The musical was retitled Marie, Dancing Still – A New Musical in 2018, prior to the production opening at the 5th Avenue Theatre, Seattle in March 2019, and returned to its original title thereafter.

==Production history==
The musical premiered at the Kennedy Center's Eisenhower Theatre on October 25, 2014. The production closed on November 30, 2014.

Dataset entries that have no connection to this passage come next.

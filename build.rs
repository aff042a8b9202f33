// ABOUTME: Cargo build script that automatically builds the TypeScript SDK
// ABOUTME: Ensures sdk/dist/ exists before running tests that depend on it

//! # Automatic SDK Builder
//!
//! This build script ensures the TypeScript SDK in `sdk/` is automatically
//! built before running Cargo commands that need it (like `cargo test` or `cargo build`).
//!
//! ## Why This Exists
//!
//! Some E2E tests (e.g., `test_concurrent_multitenant_get_activities`) require
//! `sdk/dist/cli.js` to exist. Since `sdk/dist/` is gitignored (build artifacts
//! shouldn't be committed), local developers would need to manually run:
//! ```bash
//! cd sdk && npm install && npm run build
//! ```
//!
//! This build script automates that process, ensuring the SDK is always available.
//!
//! ## When SDK is Built
//!
//! The SDK is built automatically when:
//! - `sdk/dist/cli.js` doesn't exist (first time setup)
//! - SDK source files change (`sdk/src/`, `sdk/package.json`, `sdk/tsconfig.json`)
//!
//! ## CI/CD Integration
//!
//! CI workflows (`.github/workflows/ci.yml`) explicitly build the SDK before tests.
//! This build script serves as a safety net for local development.

use std::env;
use std::path::Path;
use std::process::Command;

fn main() {
    // Tell Cargo to re-run this script if SDK source files change
    println!("cargo:rerun-if-changed=sdk/src");
    println!("cargo:rerun-if-changed=sdk/package.json");
    println!("cargo:rerun-if-changed=sdk/tsconfig.json");

    let sdk_path = Path::new("sdk");
    let dist_path = sdk_path.join("dist");
    let cli_js = dist_path.join("cli.js");

    // Only build SDK if it doesn't exist or if we're in development
    // In CI, the SDK should already be built by the workflow
    let should_build = !cli_js.exists() || env::var("CARGO_FEATURE_DEV").is_ok();

    if should_build && sdk_path.exists() {
        println!("cargo:warning=Building TypeScript SDK (required for E2E tests)...");

        // Check if npm is available
        let npm_check = if cfg!(target_os = "windows") {
            Command::new("cmd")
                .args(["/C", "npm", "--version"])
                .output()
        } else {
            Command::new("npm").arg("--version").output()
        };

        if npm_check.is_err() {
            println!("cargo:warning=npm not found - skipping SDK build");
            println!("cargo:warning=Install Node.js to enable SDK-dependent tests");
            return;
        }

        // Install dependencies if node_modules doesn't exist
        let node_modules = sdk_path.join("node_modules");
        if !node_modules.exists() {
            println!("cargo:warning=Installing SDK dependencies...");
            let install_status = if cfg!(target_os = "windows") {
                Command::new("cmd")
                    .args(["/C", "npm", "install"])
                    .current_dir(sdk_path)
                    .status()
            } else {
                Command::new("npm")
                    .arg("install")
                    .current_dir(sdk_path)
                    .status()
            };

            match install_status {
                Ok(status) if status.success() => {
                    println!("cargo:warning=SDK dependencies installed successfully");
                }
                Ok(status) => {
                    println!(
                        "cargo:warning=SDK dependency installation failed with exit code: {status}"
                    );
                    println!("cargo:warning=Some tests may fail without SDK");
                    return;
                }
                Err(e) => {
                    println!("cargo:warning=Failed to run npm install: {e}");
                    println!("cargo:warning=Some tests may fail without SDK");
                    return;
                }
            }
        }

        // Build the SDK
        println!("cargo:warning=Compiling TypeScript SDK...");
        let build_status = if cfg!(target_os = "windows") {
            Command::new("cmd")
                .args(["/C", "npm", "run", "build"])
                .current_dir(sdk_path)
                .status()
        } else {
            Command::new("npm")
                .args(["run", "build"])
                .current_dir(sdk_path)
                .status()
        };

        match build_status {
            Ok(status) if status.success() => {
                println!("cargo:warning=SDK built successfully: sdk/dist/cli.js");
            }
            Ok(status) => {
                println!("cargo:warning=SDK build failed with exit code: {status}");
                println!("cargo:warning=Some E2E tests may fail");
            }
            Err(e) => {
                println!("cargo:warning=Failed to run npm build: {e}");
                println!("cargo:warning=Some E2E tests may fail");
            }
        }
    } else if cli_js.exists() {
        println!("cargo:warning=SDK already built (sdk/dist/cli.js exists)");
    } else {
        println!("cargo:warning=SDK directory not found - skipping SDK build");
    }
}
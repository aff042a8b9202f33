// ABOUTME: OAuth 2.0 server implementation with JWT tokens underneath
// ABOUTME: Provides RFC 7591 client registration and OAuth 2.0 endpoints for MCP client compatibility
//
// Licensed under either of Apache License, Version 2.0 or MIT License at your option.
// Copyright ©2025 Async-IO.org

pub mod client_registration;
pub mod endpoints;
pub mod models;
pub mod routes;

// RFC 7591 client registration management
pub use client_registration::ClientRegistrationManager;

// OAuth 2.0 authorization server implementation
pub use endpoints::OAuth2AuthorizationServer;

// OAuth 2.0 data models and request/response types
pub use models::{
    AuthorizeRequest, AuthorizeResponse, ClientRegistrationRequest, ClientRegistrationResponse,
    OAuth2AccessToken, OAuth2AuthCode, OAuth2Client, OAuth2Error, TokenRequest, TokenResponse,
};

// OAuth 2.0 HTTP route handlers
pub use routes::oauth2_routes;
// ABOUTME: Protocol-related constants for MCP and JSON-RPC communication
// ABOUTME: Handles protocol versioning and server identification
//
// SPDX-License-Identifier: MIT OR Apache-2.0
// Copyright (c) 2025 Pierre Fitness Intelligence

//! Protocol constants module

/// Protocol version and identification constants
pub mod constants;

// Re-export all protocol constants

/// Re-export all protocol constants
pub use constants::*;
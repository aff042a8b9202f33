// ABOUTME: Sleep and recovery analysis tool handlers for MCP protocol
// ABOUTME: Implements 5 tools: analyze_sleep_quality, calculate_recovery_score, suggest_rest_day, track_sleep_trends, optimize_sleep_schedule
//
// SPDX-License-Identifier: MIT OR Apache-2.0
// Copyright (c) 2025 Pierre Fitness Intelligence

use std::cmp::Ordering;
use std::collections::HashMap;
use std::future::Future;
use std::pin::Pin;

use chrono::{Duration, Utc};
use tracing::{debug, warn};
use uuid::Uuid;

use crate::config::environment::ServerConfig;
use crate::config::intelligence::IntelligenceConfig;
use crate::intelligence::algorithms::RecoveryAggregationAlgorithm;
use crate::intelligence::{RecoveryCalculator, SleepAnalyzer, SleepData, TrainingLoadCalculator};
use crate::models::{Activity, SleepSession, SleepStageType};
use crate::protocols::universal::{UniversalRequest, UniversalResponse, UniversalToolExecutor};
use crate::protocols::ProtocolError;
use crate::providers::OAuth2Credentials;
use crate::utils::uuid::parse_user_id_for_protocol;

use super::{apply_format_to_response, extract_output_format};

/// Get OAuth credentials for a specific provider from configuration
///
/// Returns (`client_id`, `client_secret`) for the requested provider, or None if not configured.
fn get_provider_oauth_config(
    config: &ServerConfig,
    provider_name: &str,
) -> Option<(String, String)> {
    let oauth_config = match provider_name {
        "strava" => &config.oauth.strava,
        "fitbit" => &config.oauth.fitbit,
        "garmin" => &config.oauth.garmin,
        "whoop" => &config.oauth.whoop,
        "terra" => &config.oauth.terra,
        _ => return None,
    };

    let client_id = oauth_config.client_id.clone()?;
    let client_secret = oauth_config.client_secret.clone()?;

    if client_id.is_empty() || client_secret.is_empty() {
        return None;
    }

    Some((client_id, client_secret))
}

/// Get default OAuth scopes for a provider
fn get_provider_default_scopes(provider_name: &str) -> Vec<String> {
    match provider_name {
        "strava" => "activity:read_all".split(',').map(str::to_owned).collect(),
        "fitbit" => vec![
            "activity".to_owned(),
            "profile".to_owned(),
            "sleep".to_owned(),
            "heartrate".to_owned(),
        ],
        "garmin" => vec![
            "activity:read".to_owned(),
            "sleep:read".to_owned(),
            "health:read".to_owned(),
        ],
        "whoop" => vec![
            "offline".to_owned(),
            "read:profile".to_owned(),
            "read:workout".to_owned(),
            "read:sleep".to_owned(),
            "read:recovery".to_owned(),
        ],
        "terra" => vec!["activity".to_owned(), "sleep".to_owned(), "body".to_owned()],
        _ => vec![],
    }
}

/// Provider-agnostic activity fetcher
///
/// Fetches activities from any supported fitness provider based on the provider name.
/// Uses dynamic credential lookup and provider instantiation.
///
/// # Arguments
/// * `executor` - The tool executor with access to auth service and provider registry
/// * `user_uuid` - The user's UUID for token lookup
/// * `tenant_id` - Optional tenant ID for multi-tenant deployments
/// * `provider_name` - Name of the provider to fetch from (e.g., "strava", "garmin", "fitbit")
///
/// # Errors
/// Returns `UniversalResponse` with error if authentication fails or activities cannot be fetched
async fn fetch_provider_activities(
    executor: &UniversalToolExecutor,
    user_uuid: Uuid,
    tenant_id: Option<&str>,
    provider_name: &str,
) -> Result<Vec<Activity>, UniversalResponse> {
    // Validate provider is supported
    if !executor
        .resources
        .provider_registry
        .is_supported(provider_name)
    {
        let supported = executor
            .resources
            .provider_registry
            .supported_providers()
            .join(", ");
        return Err(UniversalResponse {
            success: false,
            result: None,
            error: Some(format!(
                "Provider '{provider_name}' is not supported. Available providers: {supported}"
            )),
            metadata: None,
        });
    }

    // Get valid OAuth token for the provider
    match executor
        .auth_service
        .get_valid_token(user_uuid, provider_name, tenant_id)
        .await
    {
        Ok(Some(token_data)) => {
            let provider = executor
                .resources
                .provider_registry
                .create_provider(provider_name)
                .map_err(|e| UniversalResponse {
                    success: false,
                    result: None,
                    error: Some(format!("Failed to create provider '{provider_name}': {e}")),
                    metadata: None,
                })?;

            // Get OAuth config for this provider
            let (client_id, client_secret) =
                get_provider_oauth_config(&executor.resources.config, provider_name).ok_or_else(
                    || UniversalResponse {
                        success: false,
                        result: None,
                        error: Some(format!(
                            "OAuth configuration missing for provider '{provider_name}'"
                        )),
                        metadata: None,
                    },
                )?;

            let credentials = OAuth2Credentials {
                client_id,
                client_secret,
                access_token: Some(token_data.access_token),
                refresh_token: Some(token_data.refresh_token),
                expires_at: Some(token_data.expires_at),
                scopes: get_provider_default_scopes(provider_name),
            };

            provider
                .set_credentials(credentials)
                .await
                .map_err(|e| UniversalResponse {
                    success: false,
                    result: None,
                    error: Some(format!("Failed to set credentials for '{provider_name}': {e}")),
                    metadata: None,
                })?;

            #[allow(clippy::cast_possible_truncation)]
            provider
                .get_activities(
                    Some(executor.resources.config.sleep_tool_params.activity_limit as usize),
                    None,
                )
                .await
                .map_err(|e| UniversalResponse {
                    success: false,
                    result: None,
                    error: Some(format!(
                        "Failed to fetch activities from '{provider_name}': {e}"
                    )),
                    metadata: None,
                })
        }
        Ok(None) => Err(UniversalResponse {
            success: false,
            result: None,
            error: Some(format!(
                "No valid {provider_name} token found. Please connect your {provider_name} account using the connect_provider tool with provider='{provider_name}'."
            )),
            metadata: None,
        }),
        Err(e) => Err(UniversalResponse {
            success: false,
            result: None,
            error: Some(format!("Authentication error for '{provider_name}': {e}")),
            metadata: None,
        }),
    }
}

The writing team passed on a potential Los Angeles run in 2015 in order to do rewrites and revisions on the piece. The invitation-only March 28, 2016 industry reading featured a newly revised draft of the show. Participants included a number of cast members from the original Kennedy Center production, including New York City Ballet principal dancer Tiler Peck, Rebecca Luker, Karen Ziemba, Kyle Harris and Michael X. Martin.

A private reading was held in June 2018. The reading featured Tiler Peck, Robert Lindsay, Kate Baldwin and Karen Ziemba. The musical was retitled Marie, A New Musical in 2018, and then Marie, Dancing Still. This is based on the "developmental work done by the creators to focus on the once ‘unknown’ woman at the heart of the story." The musical opened at the 5th Avenue Theatre, Seattle on March 22, 2019 and concluded on April 14. The cast for the 5th Avenue Theatre production included Tiler Peck (Marie), Terrence Mann (Degas), Louise Pitre (Adult Marie), Dee Hoty (Mary Cassatt) and Karen Ziemba (Martine Van Goethem), with direction and choreography by Stroman.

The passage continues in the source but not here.